Il avait à coté de lui, les piles de grimoires et de parchemins qu'il avait parcouru dans l'idée de trouver une alternative aux véritables cours de défense contre les forces du mal. Sans succès.
En ôtant ses doigts de ses yeux, il capta un regard de Potter. Un mauvais regard. Il fronça les sourcils :
« Quoi, Potty ? Tu vas me dire que j'ai tord ? Tu l'aimes toi, cet imbécile de Lockhart ? Ça étonne pas, vous êtes pareils, tout les deux.
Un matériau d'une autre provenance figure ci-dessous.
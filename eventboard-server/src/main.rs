mod routes;
mod singleton;
mod state;
mod views;

use std::path::PathBuf;

use anyhow::{Context, Result};
use axum::ServiceExt;
use axum::extract::Request;
use clap::Parser;
use eventboard_core::{BoardConfig, EventBoard};

use crate::state::AppState;

#[derive(Parser)]
#[command(name = "eventboard-server")]
#[command(about = "Serve events and their RSVPs as HTML pages and a JSON API")]
struct Cli {
    /// Config file (default: ~/.config/eventboard/config.toml, if present)
    #[arg(short, long)]
    config: Option<PathBuf>,

    /// Port to listen on, overriding PORT and the config file
    #[arg(short, long)]
    port: Option<u16>,

    /// JSON document holding the events
    #[arg(long)]
    data_file: Option<PathBuf>,
}

/// Install the global `tracing` subscriber, filtered by `RUST_LOG` (default
/// `info`).
fn init_tracing() {
    use tracing_subscriber::EnvFilter;

    let filter = EnvFilter::try_from_default_env().unwrap_or_else(|_| EnvFilter::new("info"));
    let _ = tracing_subscriber::fmt().with_env_filter(filter).try_init();
}

/// Resolves on Ctrl-C, or SIGTERM on Unix.
async fn shutdown_signal() {
    let ctrl_c = async {
        if let Err(e) = tokio::signal::ctrl_c().await {
            tracing::error!(error = %e, "Failed to listen for Ctrl-C");
            std::future::pending::<()>().await;
        }
    };

    #[cfg(unix)]
    let terminate = async {
        use tokio::signal::unix::{SignalKind, signal};

        match signal(SignalKind::terminate()) {
            Ok(mut sigterm) => {
                sigterm.recv().await;
            }
            Err(e) => {
                tracing::error!(error = %e, "Failed to register SIGTERM handler");
                std::future::pending::<()>().await;
            }
        }
    };

    #[cfg(not(unix))]
    let terminate = std::future::pending::<()>();

    tokio::select! {
        _ = ctrl_c => {}
        _ = terminate => {}
    }

    tracing::info!("Shutting down");
}

#[tokio::main]
async fn main() -> Result<()> {
    init_tracing();
    let cli = Cli::parse();

    let mut config = BoardConfig::load(cli.config.as_deref())?;
    if let Some(port) = cli.port {
        config.port = port;
    }
    if let Some(data_file) = cli.data_file {
        config.data_file = data_file;
    }

    // Ensure only one instance serves this document
    let data_path = config.data_path();
    let _lock = singleton::acquire_lock(&data_path)?;

    let board = EventBoard::from_config(&config);
    // Creates the document, or resets a corrupt one, before the first request
    board.list()?;

    let app = routes::app(AppState::new(board));

    let addr = format!("{}:{}", config.host, config.port);
    let listener = tokio::net::TcpListener::bind(&addr)
        .await
        .with_context(|| format!("Failed to bind {addr}"))?;

    tracing::info!(
        addr = %listener.local_addr()?,
        data_file = %data_path.display(),
        id_assignment = ?config.id_assignment,
        "eventboard-server listening"
    );

    axum::serve(listener, ServiceExt::<Request>::into_make_service(app))
        .with_graceful_shutdown(shutdown_signal())
        .await?;

    Ok(())
}
use crate::error::{Error, ErrorKind, Result, is_validation_error};
use std::fmt;

/// A collection of errors found in a fuzz corpus while reading it.
///
/// Validation problems are collected so that a single scan can report all
/// of them at once, while anything that makes the corpus unusable still
/// aborts the scan, see [`CorpusErrors::capture`].
///
/// The last error is distinguished: a plain target is matched against it,
/// and [`CorpusErrors::unwrap`] drops it.
#[derive(Debug, Clone, Default)]
pub struct CorpusErrors(Vec<Error>);

impl CorpusErrors {
    pub fn new() -> Self {
        Self::default()
    }

    /// Captures non-critical errors and passes critical ones back.
    ///
    /// When err is one of the entry validation errors, it is appended and
    /// `Ok(())` is returned.
    ///
    /// When err is [`ErrorKind::EmptyCorpus`], it is appended as well, but
    /// since the corpus is not usable then, the whole collection is
    /// returned as the error instead.
    ///
    /// When err is another [`CorpusErrors`], each of the errors it holds is
    /// captured in turn, stopping at the first one that is passed back.
    ///
    /// Any other error is passed back as it is.
    pub fn capture(&mut self, err: Error) -> Result<()> {
        match err {
            Error::Corpus(errs) => {
                for err in errs.0 {
                    self.capture(err)?;
                }
                Ok(())
            }
            err if is_validation_error(&err) => {
                self.0.push(err);
                Ok(())
            }
            err if err.is_kind(ErrorKind::EmptyCorpus) => Err(self.abort(err)),
            err => Err(err),
        }
    }

    /// Captures the error of a failed result, passing successful values
    /// through.
    ///
    /// `Ok(None)` means the error was absorbed and the caller should move
    /// on.
    pub fn capture_result<T>(&mut self, result: Result<T>) -> Result<Option<T>> {
        match result {
            Ok(v) => Ok(Some(v)),
            Err(err) => self.capture(err).map(|()| None),
        }
    }

    /// Appends err and returns the collection as the error to abort with.
    pub fn abort(&mut self, err: Error) -> Error {
        self.0.push(err);
        Error::Corpus(self.clone())
    }

    /// Returns `Ok(())` when no errors were collected, otherwise the
    /// collection itself.
    pub fn into_result(self) -> Result<()> {
        if self.is_empty() {
            Ok(())
        } else {
            Err(Error::Corpus(self))
        }
    }

    /// Returns the collection without its last error, or `None` if nothing
    /// would be left.
    pub fn unwrap(&self) -> Option<CorpusErrors> {
        match self.0.split_last() {
            Some((_, rest)) if !rest.is_empty() => Some(CorpusErrors(rest.to_vec())),
            _ => None,
        }
    }

    /// Reports whether target matches these errors.
    ///
    /// When target is itself a [`CorpusErrors`], both being empty is a
    /// match, exactly one being empty is not, and otherwise every error in
    /// target has to match some error here. A plain target is compared with
    /// the last error, then with each earlier one in turn.
    pub fn is(&self, target: &Error) -> bool {
        chain_is(&self.0, target)
    }

    pub fn last(&self) -> Option<&Error> {
        self.0.last()
    }

    pub fn len(&self) -> usize {
        self.0.len()
    }

    pub fn is_empty(&self) -> bool {
        self.0.is_empty()
    }

    pub fn iter(&self) -> std::slice::Iter<'_, Error> {
        self.0.iter()
    }
}

/// Matches `errs`, then each shorter prefix of it, against target.
fn chain_is(mut errs: &[Error], target: &Error) -> bool {
    loop {
        if direct_is(errs, target) {
            return true;
        }
        match errs.split_last() {
            Some((_, rest)) if !rest.is_empty() => errs = rest,
            _ => return false,
        }
    }
}

fn direct_is(errs: &[Error], target: &Error) -> bool {
    if let Error::Corpus(target) = target {
        // An empty target only matches an empty collection.
        if errs.is_empty() || target.is_empty() {
            return errs.is_empty() == target.is_empty();
        }
        return target.iter().all(|t| chain_is(errs, t));
    }
    errs.last().is_some_and(|last| last.is(target))
}

impl fmt::Display for CorpusErrors {
    fn fmt(&self, f: &mut fmt::Formatter<'_>) -> fmt::Result {
        if self.is_empty() {
            return f.write_str("no fuzz corpus errors");
        }
        f.write_str("fuzz corpus has errors:")?;
        for err in &self.0 {
            write!(f, "\n\t{err}")?;
        }
        Ok(())
    }
}

impl std::error::Error for CorpusErrors {}

impl From<Vec<Error>> for CorpusErrors {
    fn from(errs: Vec<Error>) -> Self {
        CorpusErrors(errs)
    }
}

impl<'a> IntoIterator for &'a CorpusErrors {
    type Item = &'a Error;
    type IntoIter = std::slice::Iter<'a, Error>;

    fn into_iter(self) -> Self::IntoIter {
        self.0.iter()
    }
}

#[cfg(test)]
mod tests {
    use super::*;
    use crate::error::reading_err;
    use std::io;

    fn snap() -> Error {
        io::Error::other("snap").into()
    }

    fn whoops() -> Error {
        io::Error::new(io::ErrorKind::InvalidData, "whoops").into()
    }

    fn errs(list: Vec<Error>) -> Error {
        Error::Corpus(list.into())
    }

    #[test]
    fn capture_keeps_going_past_validation_errors() {
        let mut e = CorpusErrors::new();
        let mut reached = false;
        let mut run = || -> Result<()> {
            e.capture(reading_err(ErrorKind::MalformedEntry, "foo"))?;
            e.capture(reading_err(ErrorKind::UnsupportedVersion, "bar"))?;
            reached = true;
            Ok(())
        };
        assert!(run().is_ok());
        assert!(reached);
        assert_eq!(
            e.into_result().unwrap_err().to_string(),
            "fuzz corpus has errors:\n\
             \treading \"foo\": must include version and at least one value\n\
             \treading \"bar\": unsupported encoding version"
        );
    }

    #[test]
    fn capture_classifies_candidates() {
        struct Case {
            name: &'static str,
            err: Error,
            want: Option<Error>,
            want_len: usize,
        }
        let cases = vec![
            Case {
                name: "aggregate of critical",
                err: errs(vec![snap()]),
                want: Some(snap()),
                want_len: 0,
            },
            Case {
                name: "aggregate of malformed",
                err: errs(vec![ErrorKind::MalformedEntry.into()]),
                want: None,
                want_len: 1,
            },
            Case {
                name: "aggregate ending in empty corpus",
                err: errs(vec![
                    ErrorKind::UnsupportedVersion.into(),
                    ErrorKind::EmptyCorpus.into(),
                ]),
                want: Some(ErrorKind::EmptyCorpus.into()),
                want_len: 2,
            },
            Case {
                name: "inconsistent arg count",
                err: ErrorKind::InconsistentArgCount.into(),
                want: None,
                want_len: 1,
            },
            Case {
                name: "critical",
                err: snap(),
                want: Some(snap()),
                want_len: 0,
            },
        ];
        for case in cases {
            let mut e = CorpusErrors::new();
            let got = e.capture(case.err);
            match (&case.want, got) {
                (None, Ok(())) => {}
                (Some(want), Err(got)) => assert!(got.is(want), "{}: got {got}", case.name),
                (want, got) => panic!("{}: want {want:?}, got {got:?}", case.name),
            }
            assert_eq!(e.len(), case.want_len, "{}", case.name);
        }
    }

    #[test]
    fn capture_stops_at_first_critical_element() {
        let mut e = CorpusErrors::new();
        let got = e.capture(errs(vec![
            ErrorKind::MalformedEntry.into(),
            snap(),
            ErrorKind::UnsupportedVersion.into(),
        ]));
        assert!(got.unwrap_err().is(&snap()));
        assert_eq!(e.len(), 1);
    }

    #[test]
    fn capture_empty_corpus_yields_the_whole_collection() {
        let mut e: CorpusErrors = vec![Error::from(ErrorKind::UnsupportedVersion)].into();
        let got = e.capture(ErrorKind::EmptyCorpus.into()).unwrap_err();
        let Error::Corpus(got) = got else {
            panic!("want aggregate, got {got:?}");
        };
        assert_eq!(got.len(), 2);
        assert_eq!(e.len(), 2);
        assert!(got.is(&Error::Corpus(e.clone())));
        assert!(e.is(&Error::Corpus(got)));
    }

    #[test]
    fn capture_result_passes_values_through() {
        let mut e = CorpusErrors::new();
        assert_eq!(e.capture_result(Ok(3)).unwrap(), Some(3));
        assert_eq!(
            e.capture_result::<i32>(Err(ErrorKind::MalformedEntry.into()))
                .unwrap(),
            None
        );
        assert!(e.capture_result::<i32>(Err(snap())).is_err());
        assert_eq!(e.len(), 1);
    }

    #[test]
    fn display() {
        assert_eq!(CorpusErrors::new().to_string(), "no fuzz corpus errors");
        let one: CorpusErrors = vec![snap()].into();
        assert_eq!(one.to_string(), "fuzz corpus has errors:\n\tsnap");
        let two: CorpusErrors = vec![snap(), whoops()].into();
        assert_eq!(two.to_string(), "fuzz corpus has errors:\n\tsnap\n\twhoops");
    }

    #[test]
    fn unwrap_drops_the_last_error() {
        assert!(CorpusErrors::new().unwrap().is_none());
        let one: CorpusErrors = vec![snap()].into();
        assert!(one.unwrap().is_none());
        let two: CorpusErrors = vec![snap(), whoops()].into();
        let rest = two.unwrap().unwrap();
        assert_eq!(rest.len(), 1);
        assert!(rest.last().unwrap().is(&snap()));
    }

    #[test]
    fn into_result_of_empty_is_ok() {
        assert!(CorpusErrors::new().into_result().is_ok());
    }

    #[test]
    fn matching_is_set_like() {
        let a = || Error::from(ErrorKind::MalformedEntry);
        let b = || Error::from(ErrorKind::UnsupportedVersion);
        let c = || Error::from(ErrorKind::InconsistentArgCount);
        let ab: CorpusErrors = vec![a(), b()].into();

        assert!(ab.is(&errs(vec![a()])));
        assert!(ab.is(&errs(vec![b()])));
        assert!(ab.is(&errs(vec![b(), a()])));
        assert!(!ab.is(&errs(vec![a(), b(), c()])));
        assert!(!ab.is(&errs(vec![])));
        assert!(ab.is(&a()));
        assert!(ab.is(&b()));
        assert!(!ab.is(&c()));
    }

    #[test]
    fn empty_matches_only_empty() {
        let empty = CorpusErrors::new();
        assert!(empty.is(&errs(vec![])));
        assert!(!empty.is(&errs(vec![snap()])));
        assert!(!empty.is(&snap()));
    }

    #[test]
    fn matching_sees_through_wrappers() {
        let wrapped: CorpusErrors = vec![reading_err(snap(), "foo")].into();
        assert!(wrapped.is(&snap()));
        assert!(wrapped.is(&errs(vec![snap()])));
        assert!(wrapped.is(&errs(vec![reading_err(snap(), "foo")])));
        assert!(!wrapped.is(&reading_err(snap(), "bar")));

        let plain: CorpusErrors = vec![snap()].into();
        assert!(!plain.is(&reading_err(snap(), "foo")));
    }

    #[test]
    fn wrapped_aggregate_matches_its_elements() {
        let err = reading_err(errs(vec![snap(), whoops()]), "dir");
        assert!(err.is(&snap()));
        assert!(err.is(&whoops()));
        assert!(err.is(&errs(vec![whoops()])));
        assert!(err.is(&errs(vec![snap(), whoops()])));
        assert!(!err.is(&errs(vec![])));
    }
}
Des vantards, prétentieux, qui aiment attirer l'attention et voler tout aux autres en prétendant tout leurs apporter.
Harry quitta ses yeux verts devenus noirs pour afficher une expression surprise. Dans les coins de son champs de vision, Drago vit également les autres se concentrer sur eux. Surpris, ou redoutant une dispute.
- C'est vraiment l'image que tu as de moi ? demanda Harry. Son visage criait qu'il ne comprenait pas, que cette image était à mille lieux d'être la sienne, mais Drago décida de ne pas se laisser avoir par un trop bon jeux d'acteur.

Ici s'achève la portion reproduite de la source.